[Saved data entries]

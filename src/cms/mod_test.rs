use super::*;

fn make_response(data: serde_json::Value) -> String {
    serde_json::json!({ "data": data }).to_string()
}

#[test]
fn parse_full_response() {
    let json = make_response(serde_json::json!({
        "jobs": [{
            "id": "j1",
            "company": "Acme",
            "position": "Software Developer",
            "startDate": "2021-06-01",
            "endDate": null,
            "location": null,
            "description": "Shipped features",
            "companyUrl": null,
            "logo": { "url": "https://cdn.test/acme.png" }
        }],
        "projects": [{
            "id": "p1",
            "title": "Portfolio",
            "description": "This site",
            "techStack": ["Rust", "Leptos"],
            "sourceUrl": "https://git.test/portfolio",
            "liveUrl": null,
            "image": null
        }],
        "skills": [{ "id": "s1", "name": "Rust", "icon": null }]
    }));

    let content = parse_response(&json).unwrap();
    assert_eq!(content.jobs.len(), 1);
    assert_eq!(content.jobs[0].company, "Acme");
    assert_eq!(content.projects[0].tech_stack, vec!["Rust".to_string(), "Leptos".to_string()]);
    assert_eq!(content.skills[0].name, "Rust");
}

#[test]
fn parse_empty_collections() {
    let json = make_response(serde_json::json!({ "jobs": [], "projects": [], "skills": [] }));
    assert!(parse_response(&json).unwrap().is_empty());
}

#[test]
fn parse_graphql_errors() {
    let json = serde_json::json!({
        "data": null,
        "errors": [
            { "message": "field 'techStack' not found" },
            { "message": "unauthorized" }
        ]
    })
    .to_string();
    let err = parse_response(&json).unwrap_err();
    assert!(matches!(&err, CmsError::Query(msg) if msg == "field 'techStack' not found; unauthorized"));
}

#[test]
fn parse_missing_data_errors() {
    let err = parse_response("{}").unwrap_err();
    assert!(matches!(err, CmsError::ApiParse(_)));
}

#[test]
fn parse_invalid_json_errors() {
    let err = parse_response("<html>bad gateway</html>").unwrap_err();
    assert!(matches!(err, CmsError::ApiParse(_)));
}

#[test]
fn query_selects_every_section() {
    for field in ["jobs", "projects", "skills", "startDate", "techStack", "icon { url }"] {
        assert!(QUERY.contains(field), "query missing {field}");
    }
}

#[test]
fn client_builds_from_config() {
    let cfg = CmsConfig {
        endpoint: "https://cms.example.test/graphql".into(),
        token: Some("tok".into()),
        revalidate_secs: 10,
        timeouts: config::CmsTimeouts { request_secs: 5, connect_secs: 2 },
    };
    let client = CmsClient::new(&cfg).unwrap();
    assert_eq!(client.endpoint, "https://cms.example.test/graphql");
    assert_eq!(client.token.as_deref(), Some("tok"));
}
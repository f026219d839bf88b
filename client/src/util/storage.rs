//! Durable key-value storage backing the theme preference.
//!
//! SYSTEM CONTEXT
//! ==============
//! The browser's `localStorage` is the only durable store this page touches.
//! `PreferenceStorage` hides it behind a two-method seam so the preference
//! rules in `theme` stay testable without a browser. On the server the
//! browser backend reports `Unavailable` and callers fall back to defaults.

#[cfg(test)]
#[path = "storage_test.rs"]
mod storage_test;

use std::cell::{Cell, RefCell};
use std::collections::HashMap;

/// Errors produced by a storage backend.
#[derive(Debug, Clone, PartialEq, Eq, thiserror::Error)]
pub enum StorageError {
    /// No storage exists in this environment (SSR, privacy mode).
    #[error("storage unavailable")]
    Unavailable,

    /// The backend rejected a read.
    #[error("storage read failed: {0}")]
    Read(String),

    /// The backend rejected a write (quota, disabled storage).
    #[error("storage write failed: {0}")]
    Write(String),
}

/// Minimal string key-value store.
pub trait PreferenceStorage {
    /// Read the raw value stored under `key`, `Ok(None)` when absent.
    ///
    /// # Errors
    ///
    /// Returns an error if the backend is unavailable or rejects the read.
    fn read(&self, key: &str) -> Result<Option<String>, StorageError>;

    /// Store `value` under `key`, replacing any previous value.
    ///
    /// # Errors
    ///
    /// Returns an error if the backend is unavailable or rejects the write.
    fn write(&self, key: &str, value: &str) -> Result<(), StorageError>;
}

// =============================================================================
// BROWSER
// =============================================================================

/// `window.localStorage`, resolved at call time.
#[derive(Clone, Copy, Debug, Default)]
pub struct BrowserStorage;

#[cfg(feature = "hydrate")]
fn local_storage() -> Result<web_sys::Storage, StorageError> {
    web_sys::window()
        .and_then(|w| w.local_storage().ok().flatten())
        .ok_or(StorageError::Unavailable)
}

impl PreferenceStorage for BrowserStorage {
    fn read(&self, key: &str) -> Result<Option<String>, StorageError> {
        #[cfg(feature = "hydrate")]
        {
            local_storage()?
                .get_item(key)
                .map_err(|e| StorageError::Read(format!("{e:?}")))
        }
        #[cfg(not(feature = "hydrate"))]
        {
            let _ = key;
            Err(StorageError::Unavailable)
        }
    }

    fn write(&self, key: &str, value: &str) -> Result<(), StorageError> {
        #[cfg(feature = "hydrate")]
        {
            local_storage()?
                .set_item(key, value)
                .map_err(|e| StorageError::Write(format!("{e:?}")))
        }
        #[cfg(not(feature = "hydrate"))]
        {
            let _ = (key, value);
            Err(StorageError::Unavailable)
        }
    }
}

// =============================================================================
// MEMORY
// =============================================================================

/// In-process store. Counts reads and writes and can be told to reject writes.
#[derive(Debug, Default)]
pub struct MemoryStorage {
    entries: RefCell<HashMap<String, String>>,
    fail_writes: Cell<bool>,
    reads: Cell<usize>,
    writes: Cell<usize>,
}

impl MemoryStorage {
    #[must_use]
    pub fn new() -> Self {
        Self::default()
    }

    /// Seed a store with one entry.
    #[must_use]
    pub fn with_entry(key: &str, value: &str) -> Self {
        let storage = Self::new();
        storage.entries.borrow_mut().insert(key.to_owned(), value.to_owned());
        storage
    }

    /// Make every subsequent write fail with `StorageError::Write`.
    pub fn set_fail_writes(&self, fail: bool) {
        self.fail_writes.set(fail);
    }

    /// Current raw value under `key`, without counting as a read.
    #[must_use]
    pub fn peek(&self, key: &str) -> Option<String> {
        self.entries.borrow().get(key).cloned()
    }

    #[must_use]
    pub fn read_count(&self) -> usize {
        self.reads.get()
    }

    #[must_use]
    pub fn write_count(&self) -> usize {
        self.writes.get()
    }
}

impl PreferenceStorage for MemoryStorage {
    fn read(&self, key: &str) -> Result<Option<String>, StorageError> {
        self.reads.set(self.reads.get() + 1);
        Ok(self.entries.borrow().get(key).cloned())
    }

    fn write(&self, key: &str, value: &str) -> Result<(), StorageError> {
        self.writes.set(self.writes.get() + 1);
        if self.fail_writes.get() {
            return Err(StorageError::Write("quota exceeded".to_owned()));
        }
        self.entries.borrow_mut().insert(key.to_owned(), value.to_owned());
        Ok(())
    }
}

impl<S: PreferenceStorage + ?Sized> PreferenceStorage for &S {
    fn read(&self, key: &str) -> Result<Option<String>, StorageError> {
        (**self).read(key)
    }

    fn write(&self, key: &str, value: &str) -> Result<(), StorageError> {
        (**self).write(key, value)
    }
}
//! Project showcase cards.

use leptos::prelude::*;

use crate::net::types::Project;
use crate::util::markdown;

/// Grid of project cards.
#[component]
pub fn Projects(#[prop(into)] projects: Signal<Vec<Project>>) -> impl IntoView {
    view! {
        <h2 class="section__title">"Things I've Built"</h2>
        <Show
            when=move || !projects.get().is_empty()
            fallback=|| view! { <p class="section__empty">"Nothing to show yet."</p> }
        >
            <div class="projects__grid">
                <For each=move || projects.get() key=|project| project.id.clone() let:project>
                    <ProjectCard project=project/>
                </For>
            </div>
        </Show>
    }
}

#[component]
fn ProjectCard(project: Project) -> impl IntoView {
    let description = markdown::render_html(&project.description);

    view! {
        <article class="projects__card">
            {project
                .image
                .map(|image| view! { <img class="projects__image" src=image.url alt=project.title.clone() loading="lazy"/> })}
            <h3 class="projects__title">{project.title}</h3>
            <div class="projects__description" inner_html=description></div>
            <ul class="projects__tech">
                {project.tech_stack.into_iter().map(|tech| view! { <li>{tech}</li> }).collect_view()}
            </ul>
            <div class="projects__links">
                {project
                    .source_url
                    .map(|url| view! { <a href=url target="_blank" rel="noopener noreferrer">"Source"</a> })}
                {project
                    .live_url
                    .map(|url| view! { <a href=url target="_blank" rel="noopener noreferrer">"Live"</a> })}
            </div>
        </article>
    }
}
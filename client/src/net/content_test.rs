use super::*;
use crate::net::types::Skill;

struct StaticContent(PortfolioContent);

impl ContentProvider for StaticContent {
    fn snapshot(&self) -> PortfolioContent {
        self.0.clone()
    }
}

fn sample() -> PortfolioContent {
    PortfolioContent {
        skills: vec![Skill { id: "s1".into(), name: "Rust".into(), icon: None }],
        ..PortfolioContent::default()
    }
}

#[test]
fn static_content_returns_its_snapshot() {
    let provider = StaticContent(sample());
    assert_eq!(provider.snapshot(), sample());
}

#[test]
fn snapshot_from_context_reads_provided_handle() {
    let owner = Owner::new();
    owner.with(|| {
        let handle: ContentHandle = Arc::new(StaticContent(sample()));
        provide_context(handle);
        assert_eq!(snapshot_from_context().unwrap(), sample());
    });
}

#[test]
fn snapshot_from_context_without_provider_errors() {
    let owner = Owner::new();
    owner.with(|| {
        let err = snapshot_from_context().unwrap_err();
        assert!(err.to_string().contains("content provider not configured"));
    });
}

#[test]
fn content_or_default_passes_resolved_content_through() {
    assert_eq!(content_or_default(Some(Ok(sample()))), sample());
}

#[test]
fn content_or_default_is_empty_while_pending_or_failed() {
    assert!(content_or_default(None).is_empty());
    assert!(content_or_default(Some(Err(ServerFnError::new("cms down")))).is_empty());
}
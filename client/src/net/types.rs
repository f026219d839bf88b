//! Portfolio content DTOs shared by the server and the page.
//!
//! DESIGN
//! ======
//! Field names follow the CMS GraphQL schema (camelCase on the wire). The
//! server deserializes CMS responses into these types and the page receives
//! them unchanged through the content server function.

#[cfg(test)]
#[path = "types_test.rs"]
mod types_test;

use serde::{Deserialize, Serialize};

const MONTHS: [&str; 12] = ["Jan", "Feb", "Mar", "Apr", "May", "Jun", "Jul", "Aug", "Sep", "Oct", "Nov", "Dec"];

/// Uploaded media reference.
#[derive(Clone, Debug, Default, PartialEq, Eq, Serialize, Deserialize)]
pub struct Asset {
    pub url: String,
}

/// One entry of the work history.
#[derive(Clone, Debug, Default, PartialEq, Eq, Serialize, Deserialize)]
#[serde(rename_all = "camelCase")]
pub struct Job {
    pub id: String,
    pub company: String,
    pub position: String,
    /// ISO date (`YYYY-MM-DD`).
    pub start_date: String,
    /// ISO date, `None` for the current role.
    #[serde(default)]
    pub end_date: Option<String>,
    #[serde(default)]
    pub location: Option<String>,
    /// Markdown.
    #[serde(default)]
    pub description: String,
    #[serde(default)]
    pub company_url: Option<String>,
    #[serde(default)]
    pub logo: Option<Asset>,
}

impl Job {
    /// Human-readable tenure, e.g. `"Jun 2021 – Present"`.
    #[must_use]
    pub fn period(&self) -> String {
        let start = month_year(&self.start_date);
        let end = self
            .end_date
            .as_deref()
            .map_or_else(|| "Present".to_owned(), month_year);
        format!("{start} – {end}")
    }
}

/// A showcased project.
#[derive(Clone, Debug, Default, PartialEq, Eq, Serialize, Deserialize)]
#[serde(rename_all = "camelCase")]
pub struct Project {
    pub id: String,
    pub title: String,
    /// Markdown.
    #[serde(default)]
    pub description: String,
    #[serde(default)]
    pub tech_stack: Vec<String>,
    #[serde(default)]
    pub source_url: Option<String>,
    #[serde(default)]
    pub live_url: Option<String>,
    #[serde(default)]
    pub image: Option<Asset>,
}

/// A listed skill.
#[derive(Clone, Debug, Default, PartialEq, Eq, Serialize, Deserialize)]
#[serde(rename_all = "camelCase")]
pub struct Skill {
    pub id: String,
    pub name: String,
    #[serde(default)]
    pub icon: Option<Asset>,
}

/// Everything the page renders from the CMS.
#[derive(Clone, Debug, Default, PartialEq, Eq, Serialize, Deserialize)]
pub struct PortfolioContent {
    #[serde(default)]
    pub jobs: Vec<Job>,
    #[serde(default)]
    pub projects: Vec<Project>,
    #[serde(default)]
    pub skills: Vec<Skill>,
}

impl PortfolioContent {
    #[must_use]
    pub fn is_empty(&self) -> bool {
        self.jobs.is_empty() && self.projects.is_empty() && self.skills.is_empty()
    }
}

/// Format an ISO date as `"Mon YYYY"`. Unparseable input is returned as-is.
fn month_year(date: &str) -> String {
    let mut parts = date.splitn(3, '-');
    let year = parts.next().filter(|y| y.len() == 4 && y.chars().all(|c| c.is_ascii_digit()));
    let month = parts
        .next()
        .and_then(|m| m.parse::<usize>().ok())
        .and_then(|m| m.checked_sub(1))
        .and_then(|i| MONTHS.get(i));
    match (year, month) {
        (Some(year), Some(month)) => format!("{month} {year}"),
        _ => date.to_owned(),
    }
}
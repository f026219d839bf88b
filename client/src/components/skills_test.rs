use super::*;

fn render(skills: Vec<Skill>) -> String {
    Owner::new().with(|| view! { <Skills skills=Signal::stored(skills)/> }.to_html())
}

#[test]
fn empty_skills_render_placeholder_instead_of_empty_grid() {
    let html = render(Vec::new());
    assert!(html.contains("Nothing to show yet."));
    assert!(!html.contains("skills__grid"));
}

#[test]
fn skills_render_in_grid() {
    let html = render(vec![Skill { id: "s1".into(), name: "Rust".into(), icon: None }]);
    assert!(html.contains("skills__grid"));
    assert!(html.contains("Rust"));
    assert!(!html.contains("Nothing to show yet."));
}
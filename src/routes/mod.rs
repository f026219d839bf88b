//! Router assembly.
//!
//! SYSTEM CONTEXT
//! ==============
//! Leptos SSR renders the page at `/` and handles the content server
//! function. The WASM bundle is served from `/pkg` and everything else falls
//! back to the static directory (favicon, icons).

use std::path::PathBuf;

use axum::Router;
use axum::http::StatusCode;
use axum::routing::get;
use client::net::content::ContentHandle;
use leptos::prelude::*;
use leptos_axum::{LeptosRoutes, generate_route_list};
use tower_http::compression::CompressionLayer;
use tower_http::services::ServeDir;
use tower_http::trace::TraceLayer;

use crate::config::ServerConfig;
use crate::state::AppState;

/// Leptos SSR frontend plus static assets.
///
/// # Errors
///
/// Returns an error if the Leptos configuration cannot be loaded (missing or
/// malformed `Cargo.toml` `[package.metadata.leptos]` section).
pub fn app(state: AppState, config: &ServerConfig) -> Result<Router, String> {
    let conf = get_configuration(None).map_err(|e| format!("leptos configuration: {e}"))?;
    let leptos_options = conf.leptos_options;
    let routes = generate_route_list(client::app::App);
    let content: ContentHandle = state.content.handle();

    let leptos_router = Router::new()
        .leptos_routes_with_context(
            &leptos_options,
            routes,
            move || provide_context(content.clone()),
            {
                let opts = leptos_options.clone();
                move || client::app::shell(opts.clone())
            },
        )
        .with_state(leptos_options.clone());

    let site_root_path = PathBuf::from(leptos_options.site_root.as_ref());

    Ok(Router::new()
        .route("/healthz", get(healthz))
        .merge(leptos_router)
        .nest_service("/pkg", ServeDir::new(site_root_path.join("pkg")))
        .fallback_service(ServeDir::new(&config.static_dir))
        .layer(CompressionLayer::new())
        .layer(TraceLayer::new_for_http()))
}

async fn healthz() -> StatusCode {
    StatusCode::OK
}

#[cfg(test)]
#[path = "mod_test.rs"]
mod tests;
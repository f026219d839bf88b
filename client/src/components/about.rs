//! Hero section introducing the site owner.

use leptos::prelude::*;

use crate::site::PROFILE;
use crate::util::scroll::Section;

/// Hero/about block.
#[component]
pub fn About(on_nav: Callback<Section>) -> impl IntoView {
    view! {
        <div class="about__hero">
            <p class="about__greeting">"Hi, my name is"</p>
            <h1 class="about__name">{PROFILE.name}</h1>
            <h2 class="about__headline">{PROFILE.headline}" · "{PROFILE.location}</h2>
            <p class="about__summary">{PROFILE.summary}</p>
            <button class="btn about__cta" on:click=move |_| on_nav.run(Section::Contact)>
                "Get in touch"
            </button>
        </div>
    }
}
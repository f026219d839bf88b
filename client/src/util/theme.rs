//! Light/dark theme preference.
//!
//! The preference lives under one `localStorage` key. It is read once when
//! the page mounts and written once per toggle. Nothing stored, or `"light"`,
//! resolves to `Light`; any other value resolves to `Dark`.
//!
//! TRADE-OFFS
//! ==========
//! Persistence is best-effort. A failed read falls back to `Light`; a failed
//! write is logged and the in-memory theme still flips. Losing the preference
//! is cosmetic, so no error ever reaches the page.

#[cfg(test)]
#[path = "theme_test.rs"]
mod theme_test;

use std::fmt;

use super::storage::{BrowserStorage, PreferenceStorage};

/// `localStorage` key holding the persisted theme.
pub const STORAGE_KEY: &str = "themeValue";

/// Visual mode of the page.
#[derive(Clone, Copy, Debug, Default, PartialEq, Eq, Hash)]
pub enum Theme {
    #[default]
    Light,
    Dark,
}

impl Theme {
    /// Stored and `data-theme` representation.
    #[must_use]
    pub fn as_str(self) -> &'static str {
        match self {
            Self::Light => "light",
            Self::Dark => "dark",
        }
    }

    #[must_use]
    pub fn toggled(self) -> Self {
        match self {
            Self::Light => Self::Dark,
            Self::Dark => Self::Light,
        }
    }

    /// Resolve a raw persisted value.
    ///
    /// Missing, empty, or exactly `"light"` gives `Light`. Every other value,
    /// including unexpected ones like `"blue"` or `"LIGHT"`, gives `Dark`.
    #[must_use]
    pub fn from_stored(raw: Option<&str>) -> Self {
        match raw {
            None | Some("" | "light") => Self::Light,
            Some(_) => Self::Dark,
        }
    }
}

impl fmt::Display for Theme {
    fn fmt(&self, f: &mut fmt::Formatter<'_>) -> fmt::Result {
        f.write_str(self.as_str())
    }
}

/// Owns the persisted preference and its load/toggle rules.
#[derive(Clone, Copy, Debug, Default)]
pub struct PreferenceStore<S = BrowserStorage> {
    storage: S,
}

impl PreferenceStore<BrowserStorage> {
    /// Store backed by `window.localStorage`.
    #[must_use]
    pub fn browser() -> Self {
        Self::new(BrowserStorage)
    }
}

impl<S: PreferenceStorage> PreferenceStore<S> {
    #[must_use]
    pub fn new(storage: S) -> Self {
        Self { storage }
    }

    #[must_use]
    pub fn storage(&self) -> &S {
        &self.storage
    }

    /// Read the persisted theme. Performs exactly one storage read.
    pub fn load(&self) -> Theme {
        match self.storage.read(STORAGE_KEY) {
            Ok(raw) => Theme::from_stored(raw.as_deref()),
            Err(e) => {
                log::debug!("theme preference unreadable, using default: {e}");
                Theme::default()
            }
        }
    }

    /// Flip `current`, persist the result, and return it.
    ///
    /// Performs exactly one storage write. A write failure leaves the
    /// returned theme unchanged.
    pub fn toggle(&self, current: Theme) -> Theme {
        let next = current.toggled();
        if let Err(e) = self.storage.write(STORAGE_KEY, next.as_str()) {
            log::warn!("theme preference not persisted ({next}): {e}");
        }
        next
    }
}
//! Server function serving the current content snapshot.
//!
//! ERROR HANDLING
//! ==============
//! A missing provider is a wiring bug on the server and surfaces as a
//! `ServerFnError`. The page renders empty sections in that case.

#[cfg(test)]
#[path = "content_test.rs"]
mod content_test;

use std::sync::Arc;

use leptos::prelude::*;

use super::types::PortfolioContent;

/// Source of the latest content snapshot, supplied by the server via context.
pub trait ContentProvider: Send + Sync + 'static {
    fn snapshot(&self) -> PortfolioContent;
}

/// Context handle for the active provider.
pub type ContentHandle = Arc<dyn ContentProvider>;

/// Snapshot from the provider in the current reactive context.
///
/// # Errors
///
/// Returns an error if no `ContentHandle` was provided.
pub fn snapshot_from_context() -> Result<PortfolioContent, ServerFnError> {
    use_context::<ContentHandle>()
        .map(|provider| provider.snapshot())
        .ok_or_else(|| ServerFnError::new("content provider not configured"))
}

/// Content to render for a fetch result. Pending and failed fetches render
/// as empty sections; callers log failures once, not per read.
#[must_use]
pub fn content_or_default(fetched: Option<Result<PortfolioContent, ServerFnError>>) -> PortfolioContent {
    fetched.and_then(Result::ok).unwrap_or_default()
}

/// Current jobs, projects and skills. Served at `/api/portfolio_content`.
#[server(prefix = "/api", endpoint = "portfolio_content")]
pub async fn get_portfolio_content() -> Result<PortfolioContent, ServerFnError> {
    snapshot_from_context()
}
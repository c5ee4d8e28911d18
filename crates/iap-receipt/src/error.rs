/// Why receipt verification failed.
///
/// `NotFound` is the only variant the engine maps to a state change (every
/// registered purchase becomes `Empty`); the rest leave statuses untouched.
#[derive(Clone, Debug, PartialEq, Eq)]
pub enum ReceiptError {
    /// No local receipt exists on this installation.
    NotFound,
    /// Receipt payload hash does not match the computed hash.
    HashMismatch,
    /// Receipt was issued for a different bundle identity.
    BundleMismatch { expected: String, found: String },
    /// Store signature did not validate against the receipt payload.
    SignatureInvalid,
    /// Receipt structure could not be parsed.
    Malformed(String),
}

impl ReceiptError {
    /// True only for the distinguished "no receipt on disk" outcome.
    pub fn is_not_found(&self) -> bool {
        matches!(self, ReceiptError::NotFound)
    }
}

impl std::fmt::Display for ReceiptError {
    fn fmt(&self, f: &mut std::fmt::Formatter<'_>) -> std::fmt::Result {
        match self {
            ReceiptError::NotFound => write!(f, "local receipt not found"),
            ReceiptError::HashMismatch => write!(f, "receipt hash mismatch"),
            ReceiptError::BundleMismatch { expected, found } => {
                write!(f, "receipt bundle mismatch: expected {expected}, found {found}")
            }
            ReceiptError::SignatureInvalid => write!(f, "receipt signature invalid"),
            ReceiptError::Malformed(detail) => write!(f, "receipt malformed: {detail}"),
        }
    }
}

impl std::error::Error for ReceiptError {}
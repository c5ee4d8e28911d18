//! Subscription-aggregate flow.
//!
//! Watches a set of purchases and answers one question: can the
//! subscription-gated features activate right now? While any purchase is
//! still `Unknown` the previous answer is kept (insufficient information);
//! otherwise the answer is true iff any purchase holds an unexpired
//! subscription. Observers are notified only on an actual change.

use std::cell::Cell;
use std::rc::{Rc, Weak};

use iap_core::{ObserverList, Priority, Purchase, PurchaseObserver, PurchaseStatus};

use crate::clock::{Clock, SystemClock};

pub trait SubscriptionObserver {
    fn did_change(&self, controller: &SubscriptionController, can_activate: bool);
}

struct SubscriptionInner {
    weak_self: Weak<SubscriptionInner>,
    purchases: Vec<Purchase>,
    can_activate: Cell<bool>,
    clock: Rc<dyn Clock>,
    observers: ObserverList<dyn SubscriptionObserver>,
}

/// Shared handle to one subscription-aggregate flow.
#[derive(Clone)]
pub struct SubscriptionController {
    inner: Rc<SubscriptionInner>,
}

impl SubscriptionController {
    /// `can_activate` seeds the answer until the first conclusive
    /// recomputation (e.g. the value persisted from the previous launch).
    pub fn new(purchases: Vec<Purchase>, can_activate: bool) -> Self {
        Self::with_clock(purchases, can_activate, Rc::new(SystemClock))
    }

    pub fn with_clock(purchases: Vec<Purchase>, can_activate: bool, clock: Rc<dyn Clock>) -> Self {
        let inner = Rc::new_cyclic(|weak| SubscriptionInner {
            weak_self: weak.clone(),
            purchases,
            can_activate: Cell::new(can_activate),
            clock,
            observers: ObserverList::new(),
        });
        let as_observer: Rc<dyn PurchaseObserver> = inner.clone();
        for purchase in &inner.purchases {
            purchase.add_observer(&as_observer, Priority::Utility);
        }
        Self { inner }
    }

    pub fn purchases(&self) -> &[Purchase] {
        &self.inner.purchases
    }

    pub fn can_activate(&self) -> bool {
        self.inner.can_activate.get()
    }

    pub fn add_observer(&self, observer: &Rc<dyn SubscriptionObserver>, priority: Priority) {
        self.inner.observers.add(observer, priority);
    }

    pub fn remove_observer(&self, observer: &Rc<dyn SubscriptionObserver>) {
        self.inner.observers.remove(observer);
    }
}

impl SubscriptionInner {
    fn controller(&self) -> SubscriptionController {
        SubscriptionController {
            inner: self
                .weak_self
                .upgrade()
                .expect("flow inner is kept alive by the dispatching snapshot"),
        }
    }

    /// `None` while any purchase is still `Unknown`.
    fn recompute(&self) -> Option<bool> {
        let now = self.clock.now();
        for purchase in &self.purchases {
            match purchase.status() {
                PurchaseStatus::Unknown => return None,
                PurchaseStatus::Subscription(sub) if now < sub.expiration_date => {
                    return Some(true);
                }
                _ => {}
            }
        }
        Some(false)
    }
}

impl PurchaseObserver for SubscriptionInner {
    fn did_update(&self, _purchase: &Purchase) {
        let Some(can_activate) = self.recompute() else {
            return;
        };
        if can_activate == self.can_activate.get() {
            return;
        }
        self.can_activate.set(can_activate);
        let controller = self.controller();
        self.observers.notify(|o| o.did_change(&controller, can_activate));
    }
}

→ Problem details:
Count each line above where the string "target" occurs. Give the number only.

→ The completed task:
2